Task prompt | Give back the full data character for character.

-- Dataset extract follows --

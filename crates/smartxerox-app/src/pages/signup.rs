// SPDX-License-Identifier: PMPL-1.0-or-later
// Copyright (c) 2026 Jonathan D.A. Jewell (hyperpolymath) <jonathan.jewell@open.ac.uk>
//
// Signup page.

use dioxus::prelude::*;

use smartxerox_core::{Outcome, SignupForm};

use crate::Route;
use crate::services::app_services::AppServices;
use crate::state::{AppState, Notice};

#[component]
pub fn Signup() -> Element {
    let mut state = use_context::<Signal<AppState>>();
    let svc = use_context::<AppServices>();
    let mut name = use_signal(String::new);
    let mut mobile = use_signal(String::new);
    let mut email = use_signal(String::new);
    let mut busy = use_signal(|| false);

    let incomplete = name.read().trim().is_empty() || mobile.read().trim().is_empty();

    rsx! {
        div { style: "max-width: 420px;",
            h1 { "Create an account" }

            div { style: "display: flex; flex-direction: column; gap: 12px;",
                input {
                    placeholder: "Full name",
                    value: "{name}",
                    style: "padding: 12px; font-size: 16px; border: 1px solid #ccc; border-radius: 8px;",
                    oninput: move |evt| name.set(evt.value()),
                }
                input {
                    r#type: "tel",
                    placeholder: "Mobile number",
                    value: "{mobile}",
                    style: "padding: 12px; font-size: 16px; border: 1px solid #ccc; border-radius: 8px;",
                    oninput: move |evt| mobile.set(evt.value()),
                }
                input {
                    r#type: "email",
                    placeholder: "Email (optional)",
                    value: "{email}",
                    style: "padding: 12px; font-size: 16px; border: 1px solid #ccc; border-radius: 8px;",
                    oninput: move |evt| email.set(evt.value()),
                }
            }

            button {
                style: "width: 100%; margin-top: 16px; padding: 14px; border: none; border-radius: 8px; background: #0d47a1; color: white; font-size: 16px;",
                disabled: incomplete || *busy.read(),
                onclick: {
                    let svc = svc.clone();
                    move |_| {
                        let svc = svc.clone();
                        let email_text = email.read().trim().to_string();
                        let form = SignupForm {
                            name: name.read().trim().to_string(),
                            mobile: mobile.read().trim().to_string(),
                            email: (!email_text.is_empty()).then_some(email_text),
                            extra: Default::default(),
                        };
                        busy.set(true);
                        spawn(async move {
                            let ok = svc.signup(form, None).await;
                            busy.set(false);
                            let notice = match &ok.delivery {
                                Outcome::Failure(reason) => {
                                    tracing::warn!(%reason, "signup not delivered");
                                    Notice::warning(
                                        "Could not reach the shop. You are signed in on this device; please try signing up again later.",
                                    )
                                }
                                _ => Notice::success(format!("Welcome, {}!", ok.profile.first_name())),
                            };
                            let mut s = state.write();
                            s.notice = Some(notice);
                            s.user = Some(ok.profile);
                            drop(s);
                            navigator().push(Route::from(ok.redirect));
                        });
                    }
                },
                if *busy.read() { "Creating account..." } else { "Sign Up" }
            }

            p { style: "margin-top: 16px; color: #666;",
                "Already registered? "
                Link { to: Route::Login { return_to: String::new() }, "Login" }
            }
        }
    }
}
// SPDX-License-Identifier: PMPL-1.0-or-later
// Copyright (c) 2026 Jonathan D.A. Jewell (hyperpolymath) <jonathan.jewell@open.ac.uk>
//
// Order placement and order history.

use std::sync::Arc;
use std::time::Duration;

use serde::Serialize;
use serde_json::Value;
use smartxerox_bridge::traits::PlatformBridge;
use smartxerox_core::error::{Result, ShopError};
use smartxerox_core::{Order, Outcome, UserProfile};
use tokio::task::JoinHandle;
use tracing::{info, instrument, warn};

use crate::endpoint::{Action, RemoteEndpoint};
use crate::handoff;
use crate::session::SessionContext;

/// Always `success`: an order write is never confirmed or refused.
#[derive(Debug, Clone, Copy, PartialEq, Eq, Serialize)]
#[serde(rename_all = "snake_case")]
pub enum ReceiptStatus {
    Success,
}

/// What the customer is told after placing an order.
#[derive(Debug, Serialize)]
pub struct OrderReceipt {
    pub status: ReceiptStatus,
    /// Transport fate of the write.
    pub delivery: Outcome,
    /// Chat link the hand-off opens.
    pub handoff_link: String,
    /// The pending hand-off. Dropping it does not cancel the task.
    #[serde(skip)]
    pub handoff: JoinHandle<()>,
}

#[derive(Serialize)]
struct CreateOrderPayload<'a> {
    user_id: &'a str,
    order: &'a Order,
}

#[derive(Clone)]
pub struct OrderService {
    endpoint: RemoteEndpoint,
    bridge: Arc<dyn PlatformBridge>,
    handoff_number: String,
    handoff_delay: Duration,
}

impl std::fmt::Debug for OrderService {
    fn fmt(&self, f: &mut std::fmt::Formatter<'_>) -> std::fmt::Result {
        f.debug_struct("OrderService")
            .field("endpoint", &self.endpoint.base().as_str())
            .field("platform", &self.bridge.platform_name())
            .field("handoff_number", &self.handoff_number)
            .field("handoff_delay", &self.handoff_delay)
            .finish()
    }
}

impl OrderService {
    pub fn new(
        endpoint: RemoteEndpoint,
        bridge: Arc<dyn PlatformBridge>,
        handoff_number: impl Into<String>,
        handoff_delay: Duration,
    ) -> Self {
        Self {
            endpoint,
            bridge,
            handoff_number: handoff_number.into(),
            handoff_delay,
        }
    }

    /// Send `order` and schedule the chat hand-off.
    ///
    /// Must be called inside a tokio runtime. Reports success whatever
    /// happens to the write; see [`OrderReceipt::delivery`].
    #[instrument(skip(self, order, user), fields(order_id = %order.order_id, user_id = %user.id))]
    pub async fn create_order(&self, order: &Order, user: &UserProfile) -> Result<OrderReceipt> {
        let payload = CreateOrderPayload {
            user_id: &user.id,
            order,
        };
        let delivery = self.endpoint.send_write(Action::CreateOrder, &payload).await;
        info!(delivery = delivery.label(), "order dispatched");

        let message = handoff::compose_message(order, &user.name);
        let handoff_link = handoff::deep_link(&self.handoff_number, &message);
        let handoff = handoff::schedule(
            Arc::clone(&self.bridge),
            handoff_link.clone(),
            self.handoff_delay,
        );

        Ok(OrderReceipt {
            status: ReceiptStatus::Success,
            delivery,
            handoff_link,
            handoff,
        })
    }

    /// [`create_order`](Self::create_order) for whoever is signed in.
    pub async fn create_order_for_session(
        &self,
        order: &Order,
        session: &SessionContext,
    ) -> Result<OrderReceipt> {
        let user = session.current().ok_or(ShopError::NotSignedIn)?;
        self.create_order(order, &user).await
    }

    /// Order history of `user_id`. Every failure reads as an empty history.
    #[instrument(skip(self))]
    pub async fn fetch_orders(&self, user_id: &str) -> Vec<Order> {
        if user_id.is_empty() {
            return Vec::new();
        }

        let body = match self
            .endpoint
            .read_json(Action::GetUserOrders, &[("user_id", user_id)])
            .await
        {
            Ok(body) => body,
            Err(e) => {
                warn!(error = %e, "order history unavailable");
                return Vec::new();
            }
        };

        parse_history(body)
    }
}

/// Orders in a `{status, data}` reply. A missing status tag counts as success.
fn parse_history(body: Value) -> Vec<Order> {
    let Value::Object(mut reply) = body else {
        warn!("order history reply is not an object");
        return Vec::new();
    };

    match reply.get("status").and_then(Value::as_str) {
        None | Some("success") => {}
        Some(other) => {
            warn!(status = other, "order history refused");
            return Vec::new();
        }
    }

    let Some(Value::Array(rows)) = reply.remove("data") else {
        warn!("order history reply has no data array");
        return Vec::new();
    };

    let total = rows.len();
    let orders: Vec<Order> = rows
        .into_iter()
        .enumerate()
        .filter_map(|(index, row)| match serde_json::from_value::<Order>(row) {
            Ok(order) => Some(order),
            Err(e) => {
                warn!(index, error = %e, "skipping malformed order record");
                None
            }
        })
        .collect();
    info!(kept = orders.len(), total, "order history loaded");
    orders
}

-- Dataset extract concluded --

Solution to this task |
filename crates/smartxerox-app/src/pages/signup.rs
// SPDX-License-Identifier: PMPL-1.0-or-later
// Copyright (c) 2026 Jonathan D.A. Jewell (hyperpolymath) <jonathan.jewell@open.ac.uk>
//
// Signup page.

use dioxus::prelude::*;

use smartxerox_core::{Outcome, SignupForm};

use crate::Route;
use crate::services::app_services::AppServices;
use crate::state::{AppState, Notice};

#[component]
pub fn Signup() -> Element {
    let mut state = use_context::<Signal<AppState>>();
    let svc = use_context::<AppServices>();
    let mut name = use_signal(String::new);
    let mut mobile = use_signal(String::new);
    let mut email = use_signal(String::new);
    let mut busy = use_signal(|| false);

    let incomplete = name.read().trim().is_empty() || mobile.read().trim().is_empty();

    rsx! {
        div { style: "max-width: 420px;",
            h1 { "Create an account" }

            div { style: "display: flex; flex-direction: column; gap: 12px;",
                input {
                    placeholder: "Full name",
                    value: "{name}",
                    style: "padding: 12px; font-size: 16px; border: 1px solid #ccc; border-radius: 8px;",
                    oninput: move |evt| name.set(evt.value()),
                }
                input {
                    r#type: "tel",
                    placeholder: "Mobile number",
                    value: "{mobile}",
                    style: "padding: 12px; font-size: 16px; border: 1px solid #ccc; border-radius: 8px;",
                    oninput: move |evt| mobile.set(evt.value()),
                }
                input {
                    r#type: "email",
                    placeholder: "Email (optional)",
                    value: "{email}",
                    style: "padding: 12px; font-size: 16px; border: 1px solid #ccc; border-radius: 8px;",
                    oninput: move |evt| email.set(evt.value()),
                }
            }

            button {
                style: "width: 100%; margin-top: 16px; padding: 14px; border: none; border-radius: 8px; background: #0d47a1; color: white; font-size: 16px;",
                disabled: incomplete || *busy.read(),
                onclick: {
                    let svc = svc.clone();
                    move |_| {
                        let svc = svc.clone();
                        let email_text = email.read().trim().to_string();
                        let form = SignupForm {
                            name: name.read().trim().to_string(),
                            mobile: mobile.read().trim().to_string(),
                            email: (!email_text.is_empty()).then_some(email_text),
                            extra: Default::default(),
                        };
                        busy.set(true);
                        spawn(async move {
                            let ok = svc.signup(form, None).await;
                            busy.set(false);
                            let notice = match &ok.delivery {
                                Outcome::Failure(reason) => {
                                    tracing::warn!(%reason, "signup not delivered");
                                    Notice::warning(
                                        "Could not reach the shop. You are signed in on this device; please try signing up again later.",
                                    )
                                }
                                _ => Notice::success(format!("Welcome, {}!", ok.profile.first_name())),
                            };
                            let mut s = state.write();
                            s.notice = Some(notice);
                            s.user = Some(ok.profile);
                            drop(s);
                            navigator().push(Route::from(ok.redirect));
                        });
                    }
                },
                if *busy.read() { "Creating account..." } else { "Sign Up" }
            }

            p { style: "margin-top: 16px; color: #666;",
                "Already registered? "
                Link { to: Route::Login { return_to: String::new() }, "Login" }
            }
        }
    }
}
// SPDX-License-Identifier: PMPL-1.0-or-later
// Copyright (c) 2026 Jonathan D.A. Jewell (hyperpolymath) <jonathan.jewell@open.ac.uk>
//
// Order placement and order history.

use std::sync::Arc;
use std::time::Duration;

use serde::Serialize;
use serde_json::Value;
use smartxerox_bridge::traits::PlatformBridge;
use smartxerox_core::error::{Result, ShopError};
use smartxerox_core::{Order, Outcome, UserProfile};
use tokio::task::JoinHandle;
use tracing::{info, instrument, warn};

use crate::endpoint::{Action, RemoteEndpoint};
use crate::handoff;
use crate::session::SessionContext;

/// Always `success`: an order write is never confirmed or refused.
#[derive(Debug, Clone, Copy, PartialEq, Eq, Serialize)]
#[serde(rename_all = "snake_case")]
pub enum ReceiptStatus {
    Success,
}

/// What the customer is told after placing an order.
#[derive(Debug, Serialize)]
pub struct OrderReceipt {
    pub status: ReceiptStatus,
    /// Transport fate of the write.
    pub delivery: Outcome,
    /// Chat link the hand-off opens.
    pub handoff_link: String,
    /// The pending hand-off. Dropping it does not cancel the task.
    #[serde(skip)]
    pub handoff: JoinHandle<()>,
}

#[derive(Serialize)]
struct CreateOrderPayload<'a> {
    user_id: &'a str,
    order: &'a Order,
}

#[derive(Clone)]
pub struct OrderService {
    endpoint: RemoteEndpoint,
    bridge: Arc<dyn PlatformBridge>,
    handoff_number: String,
    handoff_delay: Duration,
}

impl std::fmt::Debug for OrderService {
    fn fmt(&self, f: &mut std::fmt::Formatter<'_>) -> std::fmt::Result {
        f.debug_struct("OrderService")
            .field("endpoint", &self.endpoint.base().as_str())
            .field("platform", &self.bridge.platform_name())
            .field("handoff_number", &self.handoff_number)
            .field("handoff_delay", &self.handoff_delay)
            .finish()
    }
}

impl OrderService {
    pub fn new(
        endpoint: RemoteEndpoint,
        bridge: Arc<dyn PlatformBridge>,
        handoff_number: impl Into<String>,
        handoff_delay: Duration,
    ) -> Self {
        Self {
            endpoint,
            bridge,
            handoff_number: handoff_number.into(),
            handoff_delay,
        }
    }

    /// Send `order` and schedule the chat hand-off.
    ///
    /// Must be called inside a tokio runtime. Reports success whatever
    /// happens to the write; see [`OrderReceipt::delivery`].
    #[instrument(skip(self, order, user), fields(order_id = %order.order_id, user_id = %user.id))]
    pub async fn create_order(&self, order: &Order, user: &UserProfile) -> Result<OrderReceipt> {
        let payload = CreateOrderPayload {
            user_id: &user.id,
            order,
        };
        let delivery = self.endpoint.send_write(Action::CreateOrder, &payload).await;
        info!(delivery = delivery.label(), "order dispatched");

        let message = handoff::compose_message(order, &user.name);
        let handoff_link = handoff::deep_link(&self.handoff_number, &message);
        let handoff = handoff::schedule(
            Arc::clone(&self.bridge),
            handoff_link.clone(),
            self.handoff_delay,
        );

        Ok(OrderReceipt {
            status: ReceiptStatus::Success,
            delivery,
            handoff_link,
            handoff,
        })
    }

    /// [`create_order`](Self::create_order) for whoever is signed in.
    pub async fn create_order_for_session(
        &self,
        order: &Order,
        session: &SessionContext,
    ) -> Result<OrderReceipt> {
        let user = session.current().ok_or(ShopError::NotSignedIn)?;
        self.create_order(order, &user).await
    }

    /// Order history of `user_id`. Every failure reads as an empty history.
    #[instrument(skip(self))]
    pub async fn fetch_orders(&self, user_id: &str) -> Vec<Order> {
        if user_id.is_empty() {
            return Vec::new();
        }

        let body = match self
            .endpoint
            .read_json(Action::GetUserOrders, &[("user_id", user_id)])
            .await
        {
            Ok(body) => body,
            Err(e) => {
                warn!(error = %e, "order history unavailable");
                return Vec::new();
            }
        };

        parse_history(body)
    }
}

/// Orders in a `{status, data}` reply. A missing status tag counts as success.
fn parse_history(body: Value) -> Vec<Order> {
    let Value::Object(mut reply) = body else {
        warn!("order history reply is not an object");
        return Vec::new();
    };

    match reply.get("status").and_then(Value::as_str) {
        None | Some("success") => {}
        Some(other) => {
            warn!(status = other, "order history refused");
            return Vec::new();
        }
    }

    let Some(Value::Array(rows)) = reply.remove("data") else {
        warn!("order history reply has no data array");
        return Vec::new();
    };

    let total = rows.len();
    let orders: Vec<Order> = rows
        .into_iter()
        .enumerate()
        .filter_map(|(index, row)| match serde_json::from_value::<Order>(row) {
            Ok(order) => Some(order),
            Err(e) => {
                warn!(index, error = %e, "skipping malformed order record");
                None
            }
        })
        .collect();
    info!(kept = orders.len(), total, "order history loaded");
    orders
}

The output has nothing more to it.